• Data for this exercise
>>>

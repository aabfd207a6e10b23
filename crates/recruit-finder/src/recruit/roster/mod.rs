mod normalizer;
mod parser;

use chrono::NaiveDate;
use serde_json::Value;
use std::collections::HashSet;
use std::io::Read;
use std::path::{Path, PathBuf};
use tracing::{info, warn};

use super::domain::{Item, Operator, Rarity, TraitSet};
use parser::{as_string, RawOperator};

/// Fatal roster load failures. Per-record problems are reported as [`RosterIssue`]s instead.
#[derive(Debug, thiserror::Error)]
pub enum RosterError {
    #[error("failed to read roster at {path}: {source}")]
    Io {
        path: PathBuf,
        #[source]
        source: std::io::Error,
    },
    #[error("roster is not valid JSON: {0}")]
    Json(#[from] serde_json::Error),
    #[error("roster must be a JSON array of operator records")]
    NotAnArray,
}

/// Something wrong with a single record; the record was skipped or degraded.
#[derive(Debug, Clone, PartialEq, Eq)]
pub struct RosterIssue {
    pub index: usize,
    pub id: Option<u32>,
    pub kind: RosterIssueKind,
}

#[derive(Debug, Clone, PartialEq, Eq, thiserror::Error)]
pub enum RosterIssueKind {
    #[error("record is not an object: {0}")]
    NotAnObject(String),
    #[error("missing or non-integer id")]
    MissingId,
    #[error("duplicate id")]
    DuplicateId,
    #[error("rarity {0} is missing or outside 1..=6")]
    InvalidRarity(String),
    #[error("missing type")]
    MissingType,
    #[error("unknown type '{0}'")]
    UnknownType(String),
    #[error("tags field is neither a list nor a bracketed string")]
    MalformedTags,
    #[error("unknown tag '{0}'")]
    UnknownTag(String),
    #[error("type label '{0}' listed among tags")]
    TypeInTags(String),
    #[error("unparseable addDay '{0}'")]
    InvalidAddDay(String),
}

impl RosterIssue {
    /// Whether the record was dropped from the roster entirely.
    pub fn is_fatal(&self) -> bool {
        matches!(
            self.kind,
            RosterIssueKind::NotAnObject(_)
                | RosterIssueKind::MissingId
                | RosterIssueKind::DuplicateId
                | RosterIssueKind::InvalidRarity(_)
        )
    }
}

impl std::fmt::Display for RosterIssue {
    fn fmt(&self, f: &mut std::fmt::Formatter<'_>) -> std::fmt::Result {
        match self.id {
            Some(id) => write!(f, "record #{} (id {}): {}", self.index, id, self.kind),
            None => write!(f, "record #{}: {}", self.index, self.kind),
        }
    }
}

/// Immutable operator collection the engine runs against.
#[derive(Debug, Clone, Default)]
pub struct Roster {
    operators: Vec<Operator>,
    issues: Vec<RosterIssue>,
}

impl Roster {
    pub fn new(operators: Vec<Operator>) -> Self {
        Self {
            operators,
            issues: Vec::new(),
        }
    }

    pub fn from_path<P: AsRef<Path>>(path: P) -> Result<Self, RosterError> {
        let path = path.as_ref();
        let file = std::fs::File::open(path).map_err(|source| RosterError::Io {
            path: path.to_path_buf(),
            source,
        })?;
        let roster = Self::from_reader(std::io::BufReader::new(file))?;
        info!(
            path = %path.display(),
            operators = roster.len(),
            issues = roster.issues.len(),
            "roster loaded"
        );
        Ok(roster)
    }

    pub fn from_json_str(json: &str) -> Result<Self, RosterError> {
        Self::from_reader(json.as_bytes())
    }

    pub fn from_reader<R: Read>(reader: R) -> Result<Self, RosterError> {
        let mut operators = Vec::new();
        let mut issues = Vec::new();
        let mut seen_ids = HashSet::new();

        for (index, record) in parser::parse_records(reader)?.into_iter().enumerate() {
            let raw = match record {
                Ok(raw) => raw,
                Err(err) => {
                    issues.push(RosterIssue {
                        index,
                        id: None,
                        kind: RosterIssueKind::NotAnObject(err.to_string()),
                    });
                    continue;
                }
            };

            let (operator, record_issues) = normalize_record(index, raw);
            issues.extend(record_issues);

            if let Some(operator) = operator {
                if seen_ids.insert(operator.id) {
                    operators.push(operator);
                } else {
                    issues.push(RosterIssue {
                        index,
                        id: Some(operator.id),
                        kind: RosterIssueKind::DuplicateId,
                    });
                }
            }
        }

        for issue in &issues {
            warn!(fatal = issue.is_fatal(), "{issue}");
        }

        Ok(Self { operators, issues })
    }

    pub fn operators(&self) -> &[Operator] {
        &self.operators
    }

    pub fn issues(&self) -> &[RosterIssue] {
        &self.issues
    }

    pub fn len(&self) -> usize {
        self.operators.len()
    }

    pub fn is_empty(&self) -> bool {
        self.operators.is_empty()
    }

    pub fn get(&self, id: u32) -> Option<&Operator> {
        self.operators.iter().find(|operator| operator.id == id)
    }
}

fn normalize_record(index: usize, raw: RawOperator) -> (Option<Operator>, Vec<RosterIssue>) {
    let mut kinds = Vec::new();

    let id = raw.id.as_u64().and_then(|value| u32::try_from(value).ok());

    let rarity = raw
        .rarity
        .as_u64()
        .and_then(|value| u8::try_from(value).ok())
        .and_then(|value| Rarity::try_from(value).ok());

    let operator_type = match &raw.operator_type {
        Value::Null => {
            kinds.push(RosterIssueKind::MissingType);
            None
        }
        value => match as_string(value).as_deref().and_then(Item::parse) {
            Some(Item::Type(operator_type)) => Some(operator_type),
            _ => {
                kinds.push(RosterIssueKind::UnknownType(display_value(value)));
                None
            }
        },
    };

    let tags = normalize_tags(&raw.tags, &mut kinds);

    let added_on = match as_string(&raw.add_day) {
        Some(text) if !text.trim().is_empty() => {
            match NaiveDate::parse_from_str(text.trim(), "%Y-%m-%d") {
                Ok(date) => Some(date),
                Err(_) => {
                    kinds.push(RosterIssueKind::InvalidAddDay(text));
                    None
                }
            }
        }
        _ => None,
    };

    let operator = match (id, rarity) {
        (Some(id), Some(rarity)) => Some(Operator {
            id,
            name: as_string(&raw.name).unwrap_or_default(),
            rarity,
            operator_type,
            tags,
            added_on,
            wiki: as_string(&raw.wiki).unwrap_or_default(),
            img_path: as_string(&raw.img_path).unwrap_or_default(),
        }),
        (None, _) => {
            kinds.push(RosterIssueKind::MissingId);
            None
        }
        (Some(_), None) => {
            kinds.push(RosterIssueKind::InvalidRarity(display_value(&raw.rarity)));
            None
        }
    };

    let issues = kinds
        .into_iter()
        .map(|kind| RosterIssue { index, id, kind })
        .collect();

    (operator, issues)
}

fn normalize_tags(value: &Value, kinds: &mut Vec<RosterIssueKind>) -> TraitSet {
    let entries: Vec<String> = match value {
        Value::Null => Vec::new(),
        Value::Array(values) => {
            let mut entries = Vec::with_capacity(values.len());
            for entry in values {
                match as_string(entry) {
                    Some(text) => entries.push(text),
                    None => {
                        kinds.push(RosterIssueKind::MalformedTags);
                        return TraitSet::new();
                    }
                }
            }
            entries
        }
        Value::String(text) => normalizer::split_legacy_tags(text),
        _ => {
            kinds.push(RosterIssueKind::MalformedTags);
            return TraitSet::new();
        }
    };

    let mut tags = TraitSet::new();
    for entry in entries {
        match Item::parse(&entry) {
            Some(Item::Type(_)) => kinds.push(RosterIssueKind::TypeInTags(entry)),
            Some(item) => {
                tags.insert(item);
            }
            None => kinds.push(RosterIssueKind::UnknownTag(entry)),
        }
    }
    tags
}

fn display_value(value: &Value) -> String {
    match value {
        Value::String(text) => text.clone(),
        other => other.to_string(),
    }
}
use recruit_finder::recruit::{filter_operators, Item, Rarity, Roster, Selection};

fn sample_roster() -> Roster {
    Roster::from_json_str(include_str!("../../../data/roster.json")).expect("sample roster loads")
}

fn ids(operators: &[recruit_finder::recruit::Operator]) -> Vec<u32> {
    operators.iter().map(|operator| operator.id).collect()
}

#[test]
fn sample_roster_loads_cleanly() {
    let roster = sample_roster();
    assert_eq!(roster.len(), 53);
    assert!(roster.issues().is_empty(), "{:?}", roster.issues());

    let lancet = roster.get(1).expect("legacy record kept");
    assert!(lancet.is_robot());
    assert!(!lancet.tags.is_empty());
}

#[test]
fn senior_elite_selection_surfaces_six_stars_first() {
    let roster = sample_roster();
    let selection = Selection::parse(&["上級エリート", "狙撃"], 6).expect("valid selection");

    let result = filter_operators(roster.operators(), &selection);

    assert_eq!(
        result.keys(),
        vec!["SeniorElite + sniper", "SeniorElite", "sniper"]
    );
    assert_eq!(ids(result.get("SeniorElite + sniper").expect("pair")), vec![51]);
    assert_eq!(
        ids(result.get("SeniorElite").expect("alias group")),
        vec![50, 53, 51, 52]
    );
    assert_eq!(
        ids(result.get("sniper").expect("sniper group")),
        vec![6, 18, 19, 20, 32, 33, 44]
    );
}

#[test]
fn keys_only_use_selected_items_and_six_stars_need_the_alias() {
    let roster = sample_roster();
    let selection =
        Selection::parse(&["defense", "healing", "defender", "Elite", "melee"], 6)
            .expect("valid selection");
    let selected: Vec<&str> = selection.items().iter().map(|item| item.label()).collect();

    let result = filter_operators(roster.operators(), &selection);

    assert!(!result.is_empty());
    for group in result.groups() {
        assert!(group
            .key()
            .split(" + ")
            .all(|label| selected.contains(&label)));
        assert!(group
            .operators
            .iter()
            .all(|operator| operator.rarity != Rarity::SIX));
        assert!(group
            .operators
            .windows(2)
            .all(|pair| pair[0].display_order() <= pair[1].display_order()));
    }

    let elite_groups = result
        .groups()
        .iter()
        .take_while(|group| group.combination.contains(Item::parse("Elite").expect("alias")))
        .count();
    assert!(elite_groups > 0);
    assert!(result.groups()[elite_groups..]
        .windows(2)
        .all(|pair| pair[0].combination.len() >= pair[1].combination.len()));
}

#[test]
fn robot_alias_finds_rarity_one_operators() {
    let roster = sample_roster();
    let selection = Selection::parse(&["ロボット"], 6).expect("valid selection");

    let result = filter_operators(roster.operators(), &selection);

    assert_eq!(ids(result.get("Robot").expect("robot group")), vec![2, 1, 3]);
}

#[test]
fn identical_inputs_produce_identical_output() {
    let roster = sample_roster();
    let selection =
        Selection::parse(&["dps", "survival", "guard", "specialist"], 6).expect("valid selection");

    let first = filter_operators(roster.operators(), &selection);
    let second = filter_operators(roster.operators(), &selection);

    assert_eq!(first, second);
    assert_eq!(
        serde_json::to_string(&first).expect("json"),
        serde_json::to_string(&second).expect("json")
    );
}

<<<

• What you need to do
The lines from the start of the entries above through the line containing "pub enum RosterError" are the ones to return, please; copy them exactly and include both ends.

• Final answer
repository aabfd207a6e10b23
filename crates/recruit-finder/src/recruit/roster/mod.rs
mod normalizer;
mod parser;

use chrono::NaiveDate;
use serde_json::Value;
use std::collections::HashSet;
use std::io::Read;
use std::path::{Path, PathBuf};
use tracing::{info, warn};

use super::domain::{Item, Operator, Rarity, TraitSet};
use parser::{as_string, RawOperator};

/// Fatal roster load failures. Per-record problems are reported as [`RosterIssue`]s instead.
#[derive(Debug, thiserror::Error)]
pub enum RosterError {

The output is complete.